Items from a dataset:
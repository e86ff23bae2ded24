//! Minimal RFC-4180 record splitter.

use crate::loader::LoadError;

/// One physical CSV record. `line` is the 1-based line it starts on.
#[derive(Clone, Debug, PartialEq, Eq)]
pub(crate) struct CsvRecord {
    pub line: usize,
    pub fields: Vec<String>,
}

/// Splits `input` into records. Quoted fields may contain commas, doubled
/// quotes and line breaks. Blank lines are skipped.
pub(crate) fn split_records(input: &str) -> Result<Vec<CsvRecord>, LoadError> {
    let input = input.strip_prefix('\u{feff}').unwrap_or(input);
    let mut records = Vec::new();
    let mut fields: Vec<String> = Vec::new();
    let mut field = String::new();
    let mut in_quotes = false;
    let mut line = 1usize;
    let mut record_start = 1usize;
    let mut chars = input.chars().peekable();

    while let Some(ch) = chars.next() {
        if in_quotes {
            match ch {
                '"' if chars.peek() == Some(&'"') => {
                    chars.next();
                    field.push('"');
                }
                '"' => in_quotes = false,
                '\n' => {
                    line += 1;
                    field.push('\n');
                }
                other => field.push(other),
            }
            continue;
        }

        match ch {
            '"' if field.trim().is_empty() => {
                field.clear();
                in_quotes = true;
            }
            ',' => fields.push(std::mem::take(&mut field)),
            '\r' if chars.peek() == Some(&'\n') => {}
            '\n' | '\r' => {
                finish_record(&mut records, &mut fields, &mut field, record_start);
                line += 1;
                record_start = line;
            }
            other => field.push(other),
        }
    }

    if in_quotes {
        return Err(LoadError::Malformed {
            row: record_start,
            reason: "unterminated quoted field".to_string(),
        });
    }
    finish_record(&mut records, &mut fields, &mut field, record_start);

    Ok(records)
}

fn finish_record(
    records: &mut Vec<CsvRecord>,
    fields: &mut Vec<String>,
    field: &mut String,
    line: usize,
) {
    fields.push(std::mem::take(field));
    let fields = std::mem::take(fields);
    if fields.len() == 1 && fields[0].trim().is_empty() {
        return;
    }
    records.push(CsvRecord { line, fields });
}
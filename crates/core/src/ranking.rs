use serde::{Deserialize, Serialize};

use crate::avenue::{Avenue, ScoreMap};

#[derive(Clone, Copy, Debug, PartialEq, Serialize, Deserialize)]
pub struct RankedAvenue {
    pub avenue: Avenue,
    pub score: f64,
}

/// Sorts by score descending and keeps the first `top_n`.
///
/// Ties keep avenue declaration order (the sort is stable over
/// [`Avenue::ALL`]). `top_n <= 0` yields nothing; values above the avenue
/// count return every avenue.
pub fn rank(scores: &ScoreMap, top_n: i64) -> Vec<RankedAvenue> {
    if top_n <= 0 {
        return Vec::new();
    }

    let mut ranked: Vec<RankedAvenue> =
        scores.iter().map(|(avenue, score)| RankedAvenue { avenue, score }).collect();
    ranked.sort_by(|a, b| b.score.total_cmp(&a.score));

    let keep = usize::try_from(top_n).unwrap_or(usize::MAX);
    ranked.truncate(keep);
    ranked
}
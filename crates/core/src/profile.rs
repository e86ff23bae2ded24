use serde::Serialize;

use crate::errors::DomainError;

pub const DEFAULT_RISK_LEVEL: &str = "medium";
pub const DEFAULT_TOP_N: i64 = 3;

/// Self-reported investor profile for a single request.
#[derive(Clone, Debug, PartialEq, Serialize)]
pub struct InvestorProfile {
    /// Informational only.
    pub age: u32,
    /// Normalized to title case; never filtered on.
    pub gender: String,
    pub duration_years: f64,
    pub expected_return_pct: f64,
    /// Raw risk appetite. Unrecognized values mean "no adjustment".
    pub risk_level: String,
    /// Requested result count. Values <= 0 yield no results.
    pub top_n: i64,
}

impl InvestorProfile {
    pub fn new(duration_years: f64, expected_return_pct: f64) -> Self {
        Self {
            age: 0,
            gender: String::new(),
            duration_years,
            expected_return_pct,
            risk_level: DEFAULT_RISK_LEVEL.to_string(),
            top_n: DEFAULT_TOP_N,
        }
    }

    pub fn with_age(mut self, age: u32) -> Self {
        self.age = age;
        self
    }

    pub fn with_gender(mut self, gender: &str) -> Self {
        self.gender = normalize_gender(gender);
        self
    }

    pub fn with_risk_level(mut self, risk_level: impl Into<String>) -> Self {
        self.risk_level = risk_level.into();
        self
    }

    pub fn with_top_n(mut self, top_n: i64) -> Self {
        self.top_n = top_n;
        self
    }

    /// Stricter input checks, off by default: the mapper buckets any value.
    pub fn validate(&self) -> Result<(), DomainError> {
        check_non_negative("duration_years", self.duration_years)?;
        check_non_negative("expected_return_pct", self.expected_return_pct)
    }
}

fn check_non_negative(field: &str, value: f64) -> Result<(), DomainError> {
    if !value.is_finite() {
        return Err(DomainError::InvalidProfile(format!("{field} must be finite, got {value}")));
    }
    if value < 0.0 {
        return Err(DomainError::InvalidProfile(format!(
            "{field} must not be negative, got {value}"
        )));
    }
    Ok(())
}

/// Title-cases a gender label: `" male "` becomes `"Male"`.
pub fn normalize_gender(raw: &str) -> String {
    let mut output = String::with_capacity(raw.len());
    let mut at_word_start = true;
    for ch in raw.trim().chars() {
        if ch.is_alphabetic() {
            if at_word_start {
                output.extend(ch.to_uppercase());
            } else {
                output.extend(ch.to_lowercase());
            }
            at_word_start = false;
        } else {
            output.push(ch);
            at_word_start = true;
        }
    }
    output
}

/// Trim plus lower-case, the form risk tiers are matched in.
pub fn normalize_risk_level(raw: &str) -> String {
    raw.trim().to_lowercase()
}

Aim of the exercise — Lines from the start of the entries through the one containing "lines are skipped." are to be set down again exactly, both ends included.

Written response —
repository e86ff23bae2ded24
//! Minimal RFC-4180 record splitter.

use crate::loader::LoadError;

/// One physical CSV record. `line` is the 1-based line it starts on.
#[derive(Clone, Debug, PartialEq, Eq)]
pub(crate) struct CsvRecord {
    pub line: usize,
    pub fields: Vec<String>,
}

/// Splits `input` into records. Quoted fields may contain commas, doubled
/// quotes and line breaks. Blank lines are skipped.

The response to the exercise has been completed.